Lali

5 juillet 2007

Une lectrice au pays des toiles

Filed under: Couleurs et textures — Lali @ 23:49

husty

Elle passe des heures à sillonner les librairies d’occasion, à faire le tour des ventes de garage, à aller de bibliothèque en bibliothèque, pour toujours en apprendre davantage sur la peinture. C’est ma complice. Elle cherche dans les livres, alors que je cherche sur le net, que je fais virtuellement le tour des musées, des galeries, que je parcours des sites Web consacrés aux artistes et même ceux des encanteurs. C’est mon complément. La lectrice de livres d’art de Karin Husty me donne des indices et me mène au pays des toiles représentant des lecteurs et des lectrices.

Le plus bel été de tous les étés

Filed under: Couleurs et textures — Lali @ 8:23

emery

Ses frères peuvent faire voler tous les cerfs-volants du monde tout l’été, s’ils le veulent. La lectrice de Jennifer Emery a décrété avec assurance qu’elle, elle passerait l’été là, sur la balançoire, qu’il fallait bien quelq’un pour veiller sur le chat et sur le chien, et que ce serait elle. Elle ne leur a rien dit des livres qui attendent d’être lus, tous ces livres qui vont faire de cet été le plus bel été de tous les étés. Là où ils sont, ils pensent qu’elle ne fait rien que veiller sur le chat et le chien. Ce n’est pas moi qui leur dirai son secret.

Loin de l’ordinateur tentateur

Filed under: Couleurs et textures — Lali @ 7:37

culver

On prévoit de la pluie jusqu’à mardi, ou du moins un ciel incertain, fait de passages nuageux et de rares percées de soleil. Mais l’écrivain de Dennis Culver, occupé par le chapitre à finir, par ce chapitre qui se dérobait sous ses doigts et qui, enfin, se laisse découvrir, n’a rien perçu de cette information transmise par la radio en sourdine. Il écrit.

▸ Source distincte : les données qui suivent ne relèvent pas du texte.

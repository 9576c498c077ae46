// src/handlers/health.rs

use axum::{Json, extract::State, response::IntoResponse};
use chrono::Utc;
use serde_json::json;

use crate::config::AppState;

pub async fn root() -> impl IntoResponse {
    Json(json!({
        "message": "🚀 Travel Backend is Live",
        "timestamp": Utc::now(),
    }))
}

#[utoipa::path(
    get,
    path = "/api/test",
    responses((status = 200, description = "API respondendo")),
    tag = "Health"
)]
pub async fn test() -> impl IntoResponse {
    Json(json!({
        "success": true,
        "message": "✅ Backend API is working!",
        "timestamp": Utc::now(),
    }))
}

// Sonda o banco com um SELECT 1 e reporta se o transporte de e-mail
// está configurado; a rota em si nunca falha.
#[utoipa::path(
    get,
    path = "/api/health",
    responses((status = 200, description = "Estado do serviço e das dependências")),
    tag = "Health"
)]
pub async fn health(State(app_state): State<AppState>) -> impl IntoResponse {
    let database = match sqlx::query("SELECT 1").execute(&app_state.db_pool).await {
        Ok(_) => "connected",
        Err(e) => {
            tracing::warn!("⚠️ Health check falhou no banco: {}", e);
            "disconnected"
        }
    };

    Json(json!({
        "status": "healthy",
        "database": database,
        "email": if app_state.notifier.is_configured() { "configured" } else { "not configured" },
        "timestamp": Utc::now(),
    }))
}
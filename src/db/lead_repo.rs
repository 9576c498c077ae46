// src/db/lead_repo.rs

use sqlx::PgPool;
use uuid::Uuid;

use crate::{
    common::error::AppError,
    models::lead::{
        CabRequest, Enquiry, LeadStatus, NewCabRequest, NewEnquiry, NewTicketRequest,
        TicketRequest, TriageUpdate,
    },
};

// Usamos queries checadas em runtime (query_as + FromRow) em vez das macros
// do sqlx: o build não depende de um banco disponível.
#[derive(Clone)]
pub struct LeadRepository {
    pool: PgPool,
}

impl LeadRepository {
    pub fn new(pool: PgPool) -> Self {
        Self { pool }
    }

    // =========================================================================
    //  CABS
    // =========================================================================

    /// Persiste o pedido de táxi com status inicial `pending`.
    pub async fn create_cab(&self, new: NewCabRequest) -> Result<CabRequest, AppError> {
        let saved = sqlx::query_as::<_, CabRequest>(
            r#"
            INSERT INTO cab_requests (
                pickup_location, drop_location, travel_date, travel_time,
                car_type, name, phone
            )
            VALUES ($1, $2, $3, $4, $5, $6, $7)
            RETURNING *
            "#,
        )
        .bind(&new.pickup_location)
        .bind(&new.drop_location)
        .bind(&new.date)
        .bind(&new.time)
        .bind(&new.car_type)
        .bind(&new.name)
        .bind(&new.phone)
        .fetch_one(&self.pool)
        .await?;

        Ok(saved)
    }

    pub async fn list_cabs(&self) -> Result<Vec<CabRequest>, AppError> {
        let cabs = sqlx::query_as::<_, CabRequest>(
            "SELECT * FROM cab_requests ORDER BY created_at DESC",
        )
        .fetch_all(&self.pool)
        .await?;

        Ok(cabs)
    }

    /// Triagem de um pedido de táxi. A tabela de transições é aplicada aqui:
    /// mudança de status só a partir de `pending`; confirmado/rejeitado são
    /// terminais. `assignedTo`/`notes` podem ser anotados a qualquer momento.
    pub async fn triage_cab(
        &self,
        id: Uuid,
        update: TriageUpdate,
    ) -> Result<CabRequest, AppError> {
        let current = sqlx::query_as::<_, CabRequest>(
            "SELECT * FROM cab_requests WHERE id = $1",
        )
        .bind(id)
        .fetch_optional(&self.pool)
        .await?
        .ok_or(AppError::NotFound("Cab request not found"))?;

        guard_transition(current.status, update.status)?;

        let updated = sqlx::query_as::<_, CabRequest>(
            r#"
            UPDATE cab_requests
            SET status      = COALESCE($2, status),
                assigned_to = COALESCE($3, assigned_to),
                notes       = COALESCE($4, notes),
                updated_at  = NOW()
            WHERE id = $1
            RETURNING *
            "#,
        )
        .bind(id)
        .bind(update.status)
        .bind(update.assigned_to)
        .bind(update.notes)
        .fetch_one(&self.pool)
        .await?;

        Ok(updated)
    }

    // =========================================================================
    //  TICKETS
    // =========================================================================

    pub async fn create_ticket(&self, new: NewTicketRequest) -> Result<TicketRequest, AppError> {
        let saved = sqlx::query_as::<_, TicketRequest>(
            r#"
            INSERT INTO ticket_requests (
                from_location, to_location, travel_date, service_type,
                passengers, passenger_names, phone, email,
                travel_class, flight_class, trip_type, return_date,
                preferred_time, special_request, ticket_mode, source
            )
            VALUES ($1, $2, $3, $4, $5, $6, $7, $8, $9, $10, $11, $12, $13, $14, $15, $16)
            RETURNING *
            "#,
        )
        .bind(&new.from_location)
        .bind(&new.to_location)
        .bind(&new.date)
        .bind(&new.service_type)
        .bind(&new.passengers)
        .bind(&new.passenger_names)
        .bind(&new.phone)
        .bind(&new.email)
        .bind(&new.travel_class)
        .bind(&new.flight_class)
        .bind(&new.trip_type)
        .bind(&new.return_date)
        .bind(&new.preferred_time)
        .bind(&new.special_request)
        .bind(new.ticket_mode)
        .bind(&new.source)
        .fetch_one(&self.pool)
        .await?;

        Ok(saved)
    }

    pub async fn list_tickets(&self) -> Result<Vec<TicketRequest>, AppError> {
        let tickets = sqlx::query_as::<_, TicketRequest>(
            "SELECT * FROM ticket_requests ORDER BY created_at DESC",
        )
        .fetch_all(&self.pool)
        .await?;

        Ok(tickets)
    }

    pub async fn triage_ticket(
        &self,
        id: Uuid,
        update: TriageUpdate,
    ) -> Result<TicketRequest, AppError> {
        let current = sqlx::query_as::<_, TicketRequest>(
            "SELECT * FROM ticket_requests WHERE id = $1",
        )
        .bind(id)
        .fetch_optional(&self.pool)
        .await?
        .ok_or(AppError::NotFound("Ticket not found"))?;

        guard_transition(current.status, update.status)?;

        let updated = sqlx::query_as::<_, TicketRequest>(
            r#"
            UPDATE ticket_requests
            SET status      = COALESCE($2, status),
                assigned_to = COALESCE($3, assigned_to),
                notes       = COALESCE($4, notes),
                updated_at  = NOW()
            WHERE id = $1
            RETURNING *
            "#,
        )
        .bind(id)
        .bind(update.status)
        .bind(update.assigned_to)
        .bind(update.notes)
        .fetch_one(&self.pool)
        .await?;

        Ok(updated)
    }

    // =========================================================================
    //  ENQUIRIES
    // =========================================================================

    pub async fn create_enquiry(&self, new: NewEnquiry) -> Result<Enquiry, AppError> {
        let saved = sqlx::query_as::<_, Enquiry>(
            r#"
            INSERT INTO enquiries (name, service, phone, email, details)
            VALUES ($1, $2, $3, $4, $5)
            RETURNING *
            "#,
        )
        .bind(&new.name)
        .bind(&new.service)
        .bind(&new.phone)
        .bind(&new.email)
        .bind(&new.details)
        .fetch_one(&self.pool)
        .await?;

        Ok(saved)
    }

    pub async fn list_enquiries(&self) -> Result<Vec<Enquiry>, AppError> {
        let enquiries = sqlx::query_as::<_, Enquiry>(
            "SELECT * FROM enquiries ORDER BY created_at DESC",
        )
        .fetch_all(&self.pool)
        .await?;

        Ok(enquiries)
    }

    pub async fn get_enquiry(&self, id: Uuid) -> Result<Enquiry, AppError> {
        sqlx::query_as::<_, Enquiry>("SELECT * FROM enquiries WHERE id = $1")
            .bind(id)
            .fetch_optional(&self.pool)
            .await?
            .ok_or(AppError::NotFound("Enquiry not found"))
    }

    pub async fn triage_enquiry(
        &self,
        id: Uuid,
        update: TriageUpdate,
    ) -> Result<Enquiry, AppError> {
        let current = sqlx::query_as::<_, Enquiry>("SELECT * FROM enquiries WHERE id = $1")
            .bind(id)
            .fetch_optional(&self.pool)
            .await?
            .ok_or(AppError::NotFound("Enquiry not found"))?;

        guard_transition(current.status, update.status)?;

        let updated = sqlx::query_as::<_, Enquiry>(
            r#"
            UPDATE enquiries
            SET status      = COALESCE($2, status),
                assigned_to = COALESCE($3, assigned_to),
                notes       = COALESCE($4, notes),
                updated_at  = NOW()
            WHERE id = $1
            RETURNING *
            "#,
        )
        .bind(id)
        .bind(update.status)
        .bind(update.assigned_to)
        .bind(update.notes)
        .fetch_one(&self.pool)
        .await?;

        Ok(updated)
    }
}

// Reescrever o mesmo status é um no-op permitido (o painel reenvia o valor
// corrente junto com notes/assignedTo).
fn guard_transition(current: LeadStatus, requested: Option<LeadStatus>) -> Result<(), AppError> {
    match requested {
        Some(new_status) if current != LeadStatus::Pending && new_status != current => {
            Err(AppError::AlreadyTriaged)
        }
        _ => Ok(()),
    }
}

#[cfg(test)]
mod tests {
    use super::*;

    #[test]
    fn pending_can_move_to_either_terminal_state() {
        assert!(guard_transition(LeadStatus::Pending, Some(LeadStatus::Confirmed)).is_ok());
        assert!(guard_transition(LeadStatus::Pending, Some(LeadStatus::Rejected)).is_ok());
    }

    #[test]
    fn terminal_states_reject_new_status() {
        assert!(matches!(
            guard_transition(LeadStatus::Confirmed, Some(LeadStatus::Rejected)),
            Err(AppError::AlreadyTriaged)
        ));
        assert!(matches!(
            guard_transition(LeadStatus::Rejected, Some(LeadStatus::Pending)),
            Err(AppError::AlreadyTriaged)
        ));
    }

    #[test]
    fn rewriting_same_status_is_a_noop() {
        assert!(guard_transition(LeadStatus::Confirmed, Some(LeadStatus::Confirmed)).is_ok());
    }

    #[test]
    fn annotations_without_status_always_pass() {
        assert!(guard_transition(LeadStatus::Confirmed, None).is_ok());
        assert!(guard_transition(LeadStatus::Pending, None).is_ok());
    }
}
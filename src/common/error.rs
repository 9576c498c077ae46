// src/common/error.rs

use axum::{
    Json,
    http::StatusCode,
    response::{IntoResponse, Response},
};
use serde_json::json;
use thiserror::Error;

// Nosso tipo de erro, com `thiserror` para melhor ergonomia.
#[derive(Debug, Error)]
pub enum AppError {
    #[error("Erro de validação")]
    ValidationError(#[from] validator::ValidationErrors),

    #[error("Credenciais inválidas")]
    InvalidCredentials,

    #[error("Token inválido ou ausente")]
    InvalidToken,

    // Guarda a mensagem pronta ("Cab request not found", ...)
    #[error("{0}")]
    NotFound(&'static str),

    // Tentativa de triagem sobre um lead que não está mais pendente
    #[error("Lead já triado")]
    AlreadyTriaged,

    #[error("Erro de banco de dados")]
    DatabaseError(#[from] sqlx::Error),

    #[error("Erro de Bcrypt: {0}")]
    BcryptError(#[from] bcrypt::BcryptError),

    // Variante genérica para qualquer outro erro inesperado
    #[error("Erro interno do servidor")]
    InternalServerError(#[from] anyhow::Error),
}

impl IntoResponse for AppError {
    fn into_response(self) -> Response {
        let (status, message) = match self {
            // Resposta detalhada: lista os campos ausentes/inválidos para o
            // formulário destacar cada um.
            AppError::ValidationError(errors) => {
                let mut details = std::collections::HashMap::new();
                let mut missing: Vec<String> = Vec::new();

                for (field, field_errors) in errors.field_errors() {
                    let field_name = to_camel_case(&field);
                    let codes: Vec<String> = field_errors
                        .iter()
                        .map(|e| {
                            e.message
                                .as_ref()
                                .map(|m| m.to_string())
                                .unwrap_or_else(|| e.code.to_string())
                        })
                        .collect();
                    if field_errors.iter().any(|e| e.code == "required") {
                        missing.push(field_name.clone());
                    }
                    details.insert(field_name, codes);
                }
                missing.sort();

                let body = Json(json!({
                    "success": false,
                    "message": "Missing required fields",
                    "missing": missing,
                    "details": details,
                }));
                return (StatusCode::BAD_REQUEST, body).into_response();
            }

            AppError::InvalidCredentials => {
                (StatusCode::UNAUTHORIZED, "Invalid email or password".to_string())
            }
            AppError::InvalidToken => (StatusCode::UNAUTHORIZED, "Unauthorized".to_string()),
            AppError::NotFound(msg) => (StatusCode::NOT_FOUND, msg.to_string()),
            AppError::AlreadyTriaged => (
                StatusCode::CONFLICT,
                "Only pending leads can be confirmed or rejected".to_string(),
            ),

            // Todos os outros erros (DatabaseError etc.) viram 500 genérico.
            // O detalhe fica no log, nunca no corpo da resposta.
            ref e => {
                tracing::error!("🔥 Erro interno do servidor: {:?}", e);
                (
                    StatusCode::INTERNAL_SERVER_ERROR,
                    "Something went wrong. Please try again.".to_string(),
                )
            }
        };

        let body = Json(json!({ "success": false, "message": message }));
        (status, body).into_response()
    }
}

// O validator reporta os idents do struct (snake_case); o contrato da API
// fala camelCase (carType, pickupLocation...).
fn to_camel_case(field: &str) -> String {
    let mut out = String::with_capacity(field.len());
    let mut upper_next = false;
    for ch in field.chars() {
        if ch == '_' {
            upper_next = true;
        } else if upper_next {
            out.extend(ch.to_uppercase());
            upper_next = false;
        } else {
            out.push(ch);
        }
    }
    out
}

#[cfg(test)]
mod tests {
    use super::*;
    use validator::ValidationError;

    #[test]
    fn camel_case_conversion() {
        assert_eq!(to_camel_case("car_type"), "carType");
        assert_eq!(to_camel_case("pickup_location"), "pickupLocation");
        assert_eq!(to_camel_case("phone"), "phone");
    }

    #[test]
    fn validation_error_maps_to_400() {
        let mut errors = validator::ValidationErrors::new();
        errors.add("car_type", ValidationError::new("required"));
        let resp = AppError::ValidationError(errors).into_response();
        assert_eq!(resp.status(), StatusCode::BAD_REQUEST);
    }

    #[test]
    fn auth_errors_map_to_401() {
        assert_eq!(
            AppError::InvalidToken.into_response().status(),
            StatusCode::UNAUTHORIZED
        );
        assert_eq!(
            AppError::InvalidCredentials.into_response().status(),
            StatusCode::UNAUTHORIZED
        );
    }

    #[test]
    fn not_found_and_conflict_statuses() {
        assert_eq!(
            AppError::NotFound("Enquiry not found").into_response().status(),
            StatusCode::NOT_FOUND
        );
        assert_eq!(
            AppError::AlreadyTriaged.into_response().status(),
            StatusCode::CONFLICT
        );
    }
}
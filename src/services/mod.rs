pub mod auth;
pub mod lead_service;
pub mod notifier;
pub mod stats;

Les mots défilent. Sa bonne vieille machine à écrire électrique ressortie, loin de son ordinateur tentateur, puisqu’il est souvent tenté par la lecture de courriels ou par la navigation ici et là pour contrer au manque d’inspiration, il a retrouvé ce qui lui manquait : le contact avec la feuille de papier. Et depuis les retrouvailles, tout coule de source. Et il peut tomber des cordes, il n’en verra rien tant il est dans ce moment de l’écriture retrouvée.